--- Record extracts ---

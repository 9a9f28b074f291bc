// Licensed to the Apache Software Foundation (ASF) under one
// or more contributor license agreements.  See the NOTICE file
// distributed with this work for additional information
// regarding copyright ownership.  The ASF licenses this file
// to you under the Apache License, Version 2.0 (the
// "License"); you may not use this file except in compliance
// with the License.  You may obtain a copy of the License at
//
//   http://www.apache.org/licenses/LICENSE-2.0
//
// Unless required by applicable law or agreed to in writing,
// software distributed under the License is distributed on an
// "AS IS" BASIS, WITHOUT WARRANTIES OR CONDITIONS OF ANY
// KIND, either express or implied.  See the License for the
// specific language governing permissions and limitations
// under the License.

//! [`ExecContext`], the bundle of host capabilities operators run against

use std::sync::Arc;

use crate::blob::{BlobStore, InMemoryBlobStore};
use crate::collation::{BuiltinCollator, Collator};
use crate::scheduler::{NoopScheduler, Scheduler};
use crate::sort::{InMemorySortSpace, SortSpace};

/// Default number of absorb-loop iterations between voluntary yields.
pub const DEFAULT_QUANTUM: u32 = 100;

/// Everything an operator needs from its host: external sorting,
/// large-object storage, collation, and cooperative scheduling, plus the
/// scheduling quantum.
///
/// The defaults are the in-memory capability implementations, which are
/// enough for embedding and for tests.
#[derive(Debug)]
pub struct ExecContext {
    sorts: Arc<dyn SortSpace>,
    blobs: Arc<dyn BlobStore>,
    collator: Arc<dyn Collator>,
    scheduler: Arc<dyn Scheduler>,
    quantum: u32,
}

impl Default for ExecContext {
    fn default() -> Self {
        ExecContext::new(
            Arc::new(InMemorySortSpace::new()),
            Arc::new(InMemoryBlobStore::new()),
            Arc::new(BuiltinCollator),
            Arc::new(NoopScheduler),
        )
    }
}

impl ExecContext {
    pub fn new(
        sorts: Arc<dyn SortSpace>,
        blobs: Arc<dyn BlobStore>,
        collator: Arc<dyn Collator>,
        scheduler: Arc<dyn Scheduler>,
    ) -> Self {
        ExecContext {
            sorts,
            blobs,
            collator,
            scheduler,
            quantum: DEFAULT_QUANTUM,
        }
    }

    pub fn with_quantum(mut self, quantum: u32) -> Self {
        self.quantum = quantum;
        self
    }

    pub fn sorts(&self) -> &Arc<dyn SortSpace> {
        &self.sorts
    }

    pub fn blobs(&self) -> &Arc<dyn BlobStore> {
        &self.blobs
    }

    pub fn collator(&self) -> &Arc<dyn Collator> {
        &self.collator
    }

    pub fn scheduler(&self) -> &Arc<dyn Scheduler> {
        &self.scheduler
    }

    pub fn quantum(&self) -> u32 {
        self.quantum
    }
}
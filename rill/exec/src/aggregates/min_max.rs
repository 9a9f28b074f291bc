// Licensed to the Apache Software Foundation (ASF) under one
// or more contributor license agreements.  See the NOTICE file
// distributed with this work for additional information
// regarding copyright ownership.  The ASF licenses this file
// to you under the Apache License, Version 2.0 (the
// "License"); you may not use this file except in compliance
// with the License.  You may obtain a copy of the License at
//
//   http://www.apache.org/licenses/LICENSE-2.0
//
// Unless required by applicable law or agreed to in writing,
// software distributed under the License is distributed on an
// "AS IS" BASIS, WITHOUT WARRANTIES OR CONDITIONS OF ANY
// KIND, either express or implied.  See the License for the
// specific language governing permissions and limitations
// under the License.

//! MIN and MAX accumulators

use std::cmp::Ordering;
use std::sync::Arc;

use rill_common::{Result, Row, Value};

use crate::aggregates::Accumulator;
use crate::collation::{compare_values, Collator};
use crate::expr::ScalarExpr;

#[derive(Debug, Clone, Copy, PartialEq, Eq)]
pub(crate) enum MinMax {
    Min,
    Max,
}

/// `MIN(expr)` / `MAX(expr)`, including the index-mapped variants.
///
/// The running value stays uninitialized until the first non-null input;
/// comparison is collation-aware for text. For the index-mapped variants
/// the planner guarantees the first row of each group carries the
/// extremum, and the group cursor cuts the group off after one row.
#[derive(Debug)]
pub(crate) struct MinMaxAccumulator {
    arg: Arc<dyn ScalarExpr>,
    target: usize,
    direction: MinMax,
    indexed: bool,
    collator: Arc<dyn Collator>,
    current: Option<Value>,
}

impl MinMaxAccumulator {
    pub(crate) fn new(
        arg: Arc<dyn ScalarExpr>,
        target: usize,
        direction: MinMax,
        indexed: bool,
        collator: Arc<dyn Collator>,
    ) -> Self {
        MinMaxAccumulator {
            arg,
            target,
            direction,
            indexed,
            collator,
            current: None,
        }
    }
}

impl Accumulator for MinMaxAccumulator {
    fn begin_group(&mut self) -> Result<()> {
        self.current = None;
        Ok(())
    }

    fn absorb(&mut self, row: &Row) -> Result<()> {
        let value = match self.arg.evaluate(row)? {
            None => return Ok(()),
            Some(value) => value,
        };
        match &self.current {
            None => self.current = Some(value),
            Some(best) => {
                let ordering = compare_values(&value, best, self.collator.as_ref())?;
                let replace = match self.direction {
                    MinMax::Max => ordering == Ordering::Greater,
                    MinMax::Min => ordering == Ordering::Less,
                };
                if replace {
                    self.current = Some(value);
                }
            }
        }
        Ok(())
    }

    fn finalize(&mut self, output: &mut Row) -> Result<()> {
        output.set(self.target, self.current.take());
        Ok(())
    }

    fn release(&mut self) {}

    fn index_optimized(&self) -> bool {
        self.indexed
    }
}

---
--- Record extracts ---

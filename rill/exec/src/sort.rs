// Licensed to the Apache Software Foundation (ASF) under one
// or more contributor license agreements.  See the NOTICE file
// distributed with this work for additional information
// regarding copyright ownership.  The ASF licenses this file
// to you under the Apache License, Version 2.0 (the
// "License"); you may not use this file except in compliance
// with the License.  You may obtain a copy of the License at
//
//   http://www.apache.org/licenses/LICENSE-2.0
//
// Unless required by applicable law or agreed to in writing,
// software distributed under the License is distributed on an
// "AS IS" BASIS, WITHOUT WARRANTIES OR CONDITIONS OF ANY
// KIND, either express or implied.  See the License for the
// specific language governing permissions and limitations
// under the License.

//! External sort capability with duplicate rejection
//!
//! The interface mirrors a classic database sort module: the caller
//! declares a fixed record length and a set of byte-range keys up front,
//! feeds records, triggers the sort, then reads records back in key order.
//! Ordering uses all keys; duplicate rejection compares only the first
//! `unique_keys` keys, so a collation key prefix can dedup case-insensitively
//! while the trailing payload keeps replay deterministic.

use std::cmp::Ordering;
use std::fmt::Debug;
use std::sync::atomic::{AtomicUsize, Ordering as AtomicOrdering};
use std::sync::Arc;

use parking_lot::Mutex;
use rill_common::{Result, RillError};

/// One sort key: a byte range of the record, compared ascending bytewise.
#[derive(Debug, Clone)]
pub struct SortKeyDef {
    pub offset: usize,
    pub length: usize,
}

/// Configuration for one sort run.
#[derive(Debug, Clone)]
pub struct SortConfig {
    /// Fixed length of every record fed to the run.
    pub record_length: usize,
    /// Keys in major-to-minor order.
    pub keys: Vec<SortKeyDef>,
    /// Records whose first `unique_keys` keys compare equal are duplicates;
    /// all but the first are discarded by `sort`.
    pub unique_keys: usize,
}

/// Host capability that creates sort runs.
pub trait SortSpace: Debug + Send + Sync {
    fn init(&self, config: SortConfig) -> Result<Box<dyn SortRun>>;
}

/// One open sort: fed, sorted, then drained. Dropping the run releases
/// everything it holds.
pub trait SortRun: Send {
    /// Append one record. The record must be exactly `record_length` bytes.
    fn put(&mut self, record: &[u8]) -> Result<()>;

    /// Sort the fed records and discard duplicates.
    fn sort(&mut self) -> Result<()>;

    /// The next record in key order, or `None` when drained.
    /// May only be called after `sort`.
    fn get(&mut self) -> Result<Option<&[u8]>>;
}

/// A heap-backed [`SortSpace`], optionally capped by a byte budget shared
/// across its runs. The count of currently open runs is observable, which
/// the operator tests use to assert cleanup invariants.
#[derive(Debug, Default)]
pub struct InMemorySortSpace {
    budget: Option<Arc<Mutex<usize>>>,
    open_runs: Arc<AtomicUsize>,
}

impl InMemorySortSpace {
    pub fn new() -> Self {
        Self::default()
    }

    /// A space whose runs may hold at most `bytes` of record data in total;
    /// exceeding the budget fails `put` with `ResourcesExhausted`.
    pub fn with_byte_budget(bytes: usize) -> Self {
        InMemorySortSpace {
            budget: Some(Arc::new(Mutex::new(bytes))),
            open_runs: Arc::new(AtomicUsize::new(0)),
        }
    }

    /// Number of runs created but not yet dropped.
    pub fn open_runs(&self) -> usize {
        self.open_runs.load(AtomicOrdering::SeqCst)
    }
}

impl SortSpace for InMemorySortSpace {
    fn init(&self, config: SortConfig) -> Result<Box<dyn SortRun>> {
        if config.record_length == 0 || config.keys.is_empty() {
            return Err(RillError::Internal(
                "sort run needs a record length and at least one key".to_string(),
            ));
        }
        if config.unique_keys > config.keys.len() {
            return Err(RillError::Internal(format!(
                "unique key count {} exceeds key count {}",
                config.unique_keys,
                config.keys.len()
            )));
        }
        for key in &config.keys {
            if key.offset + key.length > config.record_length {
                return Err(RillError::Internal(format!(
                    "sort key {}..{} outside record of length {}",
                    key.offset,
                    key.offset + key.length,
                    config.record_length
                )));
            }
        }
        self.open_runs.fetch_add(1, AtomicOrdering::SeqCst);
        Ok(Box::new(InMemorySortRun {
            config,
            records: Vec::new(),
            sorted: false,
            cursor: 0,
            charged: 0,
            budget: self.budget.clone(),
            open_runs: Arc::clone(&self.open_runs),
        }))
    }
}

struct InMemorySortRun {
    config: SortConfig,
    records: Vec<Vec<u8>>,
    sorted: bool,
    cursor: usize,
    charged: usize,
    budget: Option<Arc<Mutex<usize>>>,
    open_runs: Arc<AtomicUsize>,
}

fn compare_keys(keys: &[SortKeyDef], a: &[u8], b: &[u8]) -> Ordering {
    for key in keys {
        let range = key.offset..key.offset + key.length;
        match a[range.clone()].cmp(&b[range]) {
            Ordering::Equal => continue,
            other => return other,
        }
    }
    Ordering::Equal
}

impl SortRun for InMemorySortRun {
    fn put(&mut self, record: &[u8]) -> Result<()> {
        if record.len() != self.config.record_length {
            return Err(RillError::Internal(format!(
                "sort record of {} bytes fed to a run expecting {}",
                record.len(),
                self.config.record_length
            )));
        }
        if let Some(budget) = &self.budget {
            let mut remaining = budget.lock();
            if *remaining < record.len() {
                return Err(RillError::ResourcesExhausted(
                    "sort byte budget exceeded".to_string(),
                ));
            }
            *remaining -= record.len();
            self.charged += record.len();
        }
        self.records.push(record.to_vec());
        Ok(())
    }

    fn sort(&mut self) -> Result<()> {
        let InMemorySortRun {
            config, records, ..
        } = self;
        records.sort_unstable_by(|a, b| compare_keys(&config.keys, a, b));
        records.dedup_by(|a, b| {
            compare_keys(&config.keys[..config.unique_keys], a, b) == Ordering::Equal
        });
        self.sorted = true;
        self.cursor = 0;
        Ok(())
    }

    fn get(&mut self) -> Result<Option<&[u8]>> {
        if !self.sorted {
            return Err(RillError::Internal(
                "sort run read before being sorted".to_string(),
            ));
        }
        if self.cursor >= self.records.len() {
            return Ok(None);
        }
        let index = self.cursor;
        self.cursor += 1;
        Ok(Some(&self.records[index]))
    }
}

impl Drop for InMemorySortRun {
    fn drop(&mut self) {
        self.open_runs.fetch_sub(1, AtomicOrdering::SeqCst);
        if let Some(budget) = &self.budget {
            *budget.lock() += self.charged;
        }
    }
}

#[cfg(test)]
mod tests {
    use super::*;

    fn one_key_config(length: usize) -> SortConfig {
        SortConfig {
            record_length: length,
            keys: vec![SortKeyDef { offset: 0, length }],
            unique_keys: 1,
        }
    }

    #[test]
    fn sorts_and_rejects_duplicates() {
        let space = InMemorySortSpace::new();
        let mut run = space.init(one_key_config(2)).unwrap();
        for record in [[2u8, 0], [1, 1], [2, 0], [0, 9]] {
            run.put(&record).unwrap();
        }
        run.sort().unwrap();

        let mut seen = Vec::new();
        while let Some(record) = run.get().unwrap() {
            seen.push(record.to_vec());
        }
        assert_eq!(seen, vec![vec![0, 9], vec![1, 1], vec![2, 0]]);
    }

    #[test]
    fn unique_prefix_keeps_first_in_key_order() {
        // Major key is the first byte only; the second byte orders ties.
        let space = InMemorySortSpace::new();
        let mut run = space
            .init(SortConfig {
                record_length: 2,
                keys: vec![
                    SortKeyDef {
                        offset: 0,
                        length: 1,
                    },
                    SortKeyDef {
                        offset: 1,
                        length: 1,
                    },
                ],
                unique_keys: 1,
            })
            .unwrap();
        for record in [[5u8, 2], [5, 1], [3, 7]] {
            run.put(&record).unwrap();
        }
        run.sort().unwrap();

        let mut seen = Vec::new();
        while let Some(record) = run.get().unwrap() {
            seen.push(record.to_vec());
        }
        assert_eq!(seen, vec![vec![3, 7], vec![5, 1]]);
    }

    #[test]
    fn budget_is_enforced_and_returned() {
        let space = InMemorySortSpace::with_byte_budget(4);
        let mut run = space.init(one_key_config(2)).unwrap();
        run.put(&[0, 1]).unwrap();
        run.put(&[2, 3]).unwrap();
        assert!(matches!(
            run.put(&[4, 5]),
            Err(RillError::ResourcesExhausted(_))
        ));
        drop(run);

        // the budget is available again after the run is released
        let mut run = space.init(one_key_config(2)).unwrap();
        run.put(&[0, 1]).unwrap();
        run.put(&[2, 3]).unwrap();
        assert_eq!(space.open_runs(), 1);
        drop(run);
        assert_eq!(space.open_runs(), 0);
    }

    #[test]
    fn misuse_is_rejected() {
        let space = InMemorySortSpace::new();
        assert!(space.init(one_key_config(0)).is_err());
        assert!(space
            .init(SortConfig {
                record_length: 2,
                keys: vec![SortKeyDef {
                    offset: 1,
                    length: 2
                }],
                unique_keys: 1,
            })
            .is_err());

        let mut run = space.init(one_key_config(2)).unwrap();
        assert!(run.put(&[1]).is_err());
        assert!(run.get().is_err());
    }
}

---
--- Record extracts ---

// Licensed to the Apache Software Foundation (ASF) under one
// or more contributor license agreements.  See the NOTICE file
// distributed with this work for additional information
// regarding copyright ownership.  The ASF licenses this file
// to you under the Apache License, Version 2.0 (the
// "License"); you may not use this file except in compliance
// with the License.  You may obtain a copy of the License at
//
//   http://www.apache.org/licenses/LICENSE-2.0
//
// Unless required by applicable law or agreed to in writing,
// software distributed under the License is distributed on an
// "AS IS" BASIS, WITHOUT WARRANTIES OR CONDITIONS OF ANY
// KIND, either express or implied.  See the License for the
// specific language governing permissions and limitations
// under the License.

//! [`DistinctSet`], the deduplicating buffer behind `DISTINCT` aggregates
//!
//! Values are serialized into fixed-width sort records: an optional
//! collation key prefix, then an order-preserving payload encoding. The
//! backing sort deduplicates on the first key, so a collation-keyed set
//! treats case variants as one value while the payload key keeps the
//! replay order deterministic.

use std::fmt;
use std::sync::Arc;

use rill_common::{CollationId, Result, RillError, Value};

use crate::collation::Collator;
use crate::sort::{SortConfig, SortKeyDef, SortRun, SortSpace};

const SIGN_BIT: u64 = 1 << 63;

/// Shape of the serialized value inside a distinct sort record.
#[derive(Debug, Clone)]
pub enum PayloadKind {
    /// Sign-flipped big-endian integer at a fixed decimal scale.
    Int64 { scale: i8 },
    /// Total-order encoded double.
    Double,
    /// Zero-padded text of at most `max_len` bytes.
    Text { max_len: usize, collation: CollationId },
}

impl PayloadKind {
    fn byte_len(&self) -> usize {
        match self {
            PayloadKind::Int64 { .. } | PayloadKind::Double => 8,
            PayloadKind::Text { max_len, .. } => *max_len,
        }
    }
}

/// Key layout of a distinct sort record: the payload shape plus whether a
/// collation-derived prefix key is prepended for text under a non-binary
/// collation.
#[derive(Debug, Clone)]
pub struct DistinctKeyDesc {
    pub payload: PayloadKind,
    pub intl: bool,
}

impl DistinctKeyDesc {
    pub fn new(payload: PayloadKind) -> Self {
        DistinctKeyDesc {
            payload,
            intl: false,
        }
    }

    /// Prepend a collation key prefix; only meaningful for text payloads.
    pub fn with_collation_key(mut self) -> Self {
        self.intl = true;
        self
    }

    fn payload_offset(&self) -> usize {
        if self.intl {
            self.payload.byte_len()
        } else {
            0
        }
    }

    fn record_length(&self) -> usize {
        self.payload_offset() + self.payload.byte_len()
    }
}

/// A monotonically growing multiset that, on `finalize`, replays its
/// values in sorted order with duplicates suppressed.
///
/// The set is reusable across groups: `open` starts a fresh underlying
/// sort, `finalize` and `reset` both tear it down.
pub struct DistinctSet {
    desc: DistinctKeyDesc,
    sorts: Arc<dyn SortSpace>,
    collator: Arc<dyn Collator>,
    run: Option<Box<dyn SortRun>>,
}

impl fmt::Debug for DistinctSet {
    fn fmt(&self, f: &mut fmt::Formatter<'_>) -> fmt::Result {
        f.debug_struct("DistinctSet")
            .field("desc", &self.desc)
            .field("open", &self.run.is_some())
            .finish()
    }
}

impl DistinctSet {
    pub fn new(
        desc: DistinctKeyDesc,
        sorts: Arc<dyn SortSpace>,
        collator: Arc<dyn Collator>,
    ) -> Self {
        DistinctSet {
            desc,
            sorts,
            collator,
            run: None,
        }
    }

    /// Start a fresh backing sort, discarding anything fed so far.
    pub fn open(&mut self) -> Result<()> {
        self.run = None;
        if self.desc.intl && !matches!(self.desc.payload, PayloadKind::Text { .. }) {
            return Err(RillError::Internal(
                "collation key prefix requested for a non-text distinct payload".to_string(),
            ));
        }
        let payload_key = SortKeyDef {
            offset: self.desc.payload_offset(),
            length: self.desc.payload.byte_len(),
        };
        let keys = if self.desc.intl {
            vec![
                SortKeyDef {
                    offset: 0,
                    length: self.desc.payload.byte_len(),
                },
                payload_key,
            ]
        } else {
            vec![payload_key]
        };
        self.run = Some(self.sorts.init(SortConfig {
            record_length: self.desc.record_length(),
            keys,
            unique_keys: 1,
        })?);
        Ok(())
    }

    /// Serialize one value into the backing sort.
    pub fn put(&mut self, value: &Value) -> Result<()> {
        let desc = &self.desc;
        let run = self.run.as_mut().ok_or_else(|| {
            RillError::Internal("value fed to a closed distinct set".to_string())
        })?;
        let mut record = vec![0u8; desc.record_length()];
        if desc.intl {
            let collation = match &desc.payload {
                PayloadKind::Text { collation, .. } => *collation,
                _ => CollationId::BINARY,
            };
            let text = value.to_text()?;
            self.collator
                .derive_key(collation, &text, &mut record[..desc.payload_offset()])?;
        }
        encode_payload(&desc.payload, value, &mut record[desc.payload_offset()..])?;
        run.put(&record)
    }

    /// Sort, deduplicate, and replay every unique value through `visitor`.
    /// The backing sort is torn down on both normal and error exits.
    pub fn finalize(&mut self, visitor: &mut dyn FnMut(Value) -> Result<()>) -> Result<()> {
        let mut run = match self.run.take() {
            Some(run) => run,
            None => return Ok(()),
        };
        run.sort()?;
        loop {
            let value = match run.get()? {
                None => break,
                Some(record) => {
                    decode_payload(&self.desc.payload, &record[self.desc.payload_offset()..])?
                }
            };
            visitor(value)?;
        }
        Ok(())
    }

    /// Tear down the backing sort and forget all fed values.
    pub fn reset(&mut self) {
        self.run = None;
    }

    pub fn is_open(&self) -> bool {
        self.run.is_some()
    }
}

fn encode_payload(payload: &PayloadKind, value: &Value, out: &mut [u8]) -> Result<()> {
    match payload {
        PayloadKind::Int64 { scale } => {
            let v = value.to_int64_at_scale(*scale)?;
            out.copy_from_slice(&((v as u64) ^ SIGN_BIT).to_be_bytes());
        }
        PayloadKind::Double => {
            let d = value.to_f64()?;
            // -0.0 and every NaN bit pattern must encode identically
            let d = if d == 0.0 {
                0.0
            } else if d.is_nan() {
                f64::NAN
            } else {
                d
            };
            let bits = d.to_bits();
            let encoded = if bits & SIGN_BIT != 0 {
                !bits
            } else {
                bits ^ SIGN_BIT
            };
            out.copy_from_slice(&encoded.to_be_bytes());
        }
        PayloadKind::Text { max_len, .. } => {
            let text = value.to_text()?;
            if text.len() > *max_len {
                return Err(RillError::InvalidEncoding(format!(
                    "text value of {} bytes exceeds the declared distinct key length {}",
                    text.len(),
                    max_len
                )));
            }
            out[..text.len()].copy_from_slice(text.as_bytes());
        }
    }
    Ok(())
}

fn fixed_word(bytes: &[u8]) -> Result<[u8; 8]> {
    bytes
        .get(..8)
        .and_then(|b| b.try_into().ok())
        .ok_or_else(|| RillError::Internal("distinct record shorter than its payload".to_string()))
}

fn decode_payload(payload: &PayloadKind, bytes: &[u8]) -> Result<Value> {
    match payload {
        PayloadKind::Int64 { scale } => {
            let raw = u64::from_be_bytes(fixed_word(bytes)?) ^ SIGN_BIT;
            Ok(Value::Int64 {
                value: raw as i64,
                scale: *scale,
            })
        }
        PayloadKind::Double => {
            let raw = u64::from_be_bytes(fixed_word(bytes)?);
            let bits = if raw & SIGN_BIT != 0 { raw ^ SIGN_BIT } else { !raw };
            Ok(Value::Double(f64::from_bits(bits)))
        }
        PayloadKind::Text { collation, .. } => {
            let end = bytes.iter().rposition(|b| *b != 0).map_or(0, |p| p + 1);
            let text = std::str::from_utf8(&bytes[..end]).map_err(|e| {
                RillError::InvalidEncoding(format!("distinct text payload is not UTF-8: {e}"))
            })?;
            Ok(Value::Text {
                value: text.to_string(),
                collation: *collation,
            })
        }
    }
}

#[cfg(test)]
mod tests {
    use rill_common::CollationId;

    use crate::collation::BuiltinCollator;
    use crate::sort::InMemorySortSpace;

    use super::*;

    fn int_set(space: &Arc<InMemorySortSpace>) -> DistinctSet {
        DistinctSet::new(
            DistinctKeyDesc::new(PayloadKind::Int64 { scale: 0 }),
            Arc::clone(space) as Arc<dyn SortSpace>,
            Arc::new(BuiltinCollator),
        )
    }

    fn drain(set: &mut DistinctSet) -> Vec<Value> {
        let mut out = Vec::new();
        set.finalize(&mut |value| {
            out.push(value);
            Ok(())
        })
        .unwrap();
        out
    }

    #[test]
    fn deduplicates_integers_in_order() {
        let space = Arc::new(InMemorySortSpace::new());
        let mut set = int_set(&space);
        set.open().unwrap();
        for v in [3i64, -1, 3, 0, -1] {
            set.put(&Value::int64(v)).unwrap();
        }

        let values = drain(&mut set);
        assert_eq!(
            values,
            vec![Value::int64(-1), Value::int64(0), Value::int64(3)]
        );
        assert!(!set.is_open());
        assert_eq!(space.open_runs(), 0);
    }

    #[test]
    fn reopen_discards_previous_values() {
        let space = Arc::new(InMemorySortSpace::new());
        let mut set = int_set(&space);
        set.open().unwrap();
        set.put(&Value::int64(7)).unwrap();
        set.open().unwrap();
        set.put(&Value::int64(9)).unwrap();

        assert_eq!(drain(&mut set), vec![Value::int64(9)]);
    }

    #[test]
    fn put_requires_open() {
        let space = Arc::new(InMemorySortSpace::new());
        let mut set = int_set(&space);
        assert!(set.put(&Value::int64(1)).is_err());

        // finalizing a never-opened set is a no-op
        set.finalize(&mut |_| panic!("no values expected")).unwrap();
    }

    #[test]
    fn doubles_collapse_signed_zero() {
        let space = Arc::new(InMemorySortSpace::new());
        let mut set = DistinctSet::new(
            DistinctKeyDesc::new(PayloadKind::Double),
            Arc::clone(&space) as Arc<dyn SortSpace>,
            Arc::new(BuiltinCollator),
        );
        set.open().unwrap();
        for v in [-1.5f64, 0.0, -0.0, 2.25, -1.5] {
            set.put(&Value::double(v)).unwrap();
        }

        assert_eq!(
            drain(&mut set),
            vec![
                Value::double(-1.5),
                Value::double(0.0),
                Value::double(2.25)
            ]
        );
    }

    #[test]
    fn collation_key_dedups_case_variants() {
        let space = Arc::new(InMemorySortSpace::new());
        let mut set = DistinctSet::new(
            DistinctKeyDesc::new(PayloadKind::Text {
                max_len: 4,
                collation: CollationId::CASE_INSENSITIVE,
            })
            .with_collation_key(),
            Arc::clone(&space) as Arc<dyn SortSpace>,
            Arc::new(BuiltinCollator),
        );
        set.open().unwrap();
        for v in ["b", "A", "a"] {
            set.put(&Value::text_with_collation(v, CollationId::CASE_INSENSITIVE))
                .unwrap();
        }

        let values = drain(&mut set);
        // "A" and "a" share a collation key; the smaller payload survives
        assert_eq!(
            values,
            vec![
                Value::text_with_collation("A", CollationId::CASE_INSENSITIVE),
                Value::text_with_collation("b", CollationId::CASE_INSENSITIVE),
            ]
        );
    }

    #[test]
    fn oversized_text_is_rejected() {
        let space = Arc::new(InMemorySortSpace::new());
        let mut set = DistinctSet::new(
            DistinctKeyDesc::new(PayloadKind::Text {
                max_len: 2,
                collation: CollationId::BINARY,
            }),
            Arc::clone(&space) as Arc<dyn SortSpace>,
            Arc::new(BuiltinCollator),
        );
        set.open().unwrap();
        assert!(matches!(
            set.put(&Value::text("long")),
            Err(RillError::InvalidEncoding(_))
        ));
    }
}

---

Could you restate word for word the lines above from the one containing "impl SortSpace for" through the one containing "bytes fed to", both included, and nothing else?

impl SortSpace for InMemorySortSpace {
    fn init(&self, config: SortConfig) -> Result<Box<dyn SortRun>> {
        if config.record_length == 0 || config.keys.is_empty() {
            return Err(RillError::Internal(
                "sort run needs a record length and at least one key".to_string(),
            ));
        }
        if config.unique_keys > config.keys.len() {
            return Err(RillError::Internal(format!(
                "unique key count {} exceeds key count {}",
                config.unique_keys,
                config.keys.len()
            )));
        }
        for key in &config.keys {
            if key.offset + key.length > config.record_length {
                return Err(RillError::Internal(format!(
                    "sort key {}..{} outside record of length {}",
                    key.offset,
                    key.offset + key.length,
                    config.record_length
                )));
            }
        }
        self.open_runs.fetch_add(1, AtomicOrdering::SeqCst);
        Ok(Box::new(InMemorySortRun {
            config,
            records: Vec::new(),
            sorted: false,
            cursor: 0,
            charged: 0,
            budget: self.budget.clone(),
            open_runs: Arc::clone(&self.open_runs),
        }))
    }
}

struct InMemorySortRun {
    config: SortConfig,
    records: Vec<Vec<u8>>,
    sorted: bool,
    cursor: usize,
    charged: usize,
    budget: Option<Arc<Mutex<usize>>>,
    open_runs: Arc<AtomicUsize>,
}

fn compare_keys(keys: &[SortKeyDef], a: &[u8], b: &[u8]) -> Ordering {
    for key in keys {
        let range = key.offset..key.offset + key.length;
        match a[range.clone()].cmp(&b[range]) {
            Ordering::Equal => continue,
            other => return other,
        }
    }
    Ordering::Equal
}

impl SortRun for InMemorySortRun {
    fn put(&mut self, record: &[u8]) -> Result<()> {
        if record.len() != self.config.record_length {
            return Err(RillError::Internal(format!(
                "sort record of {} bytes fed to a run expecting {}",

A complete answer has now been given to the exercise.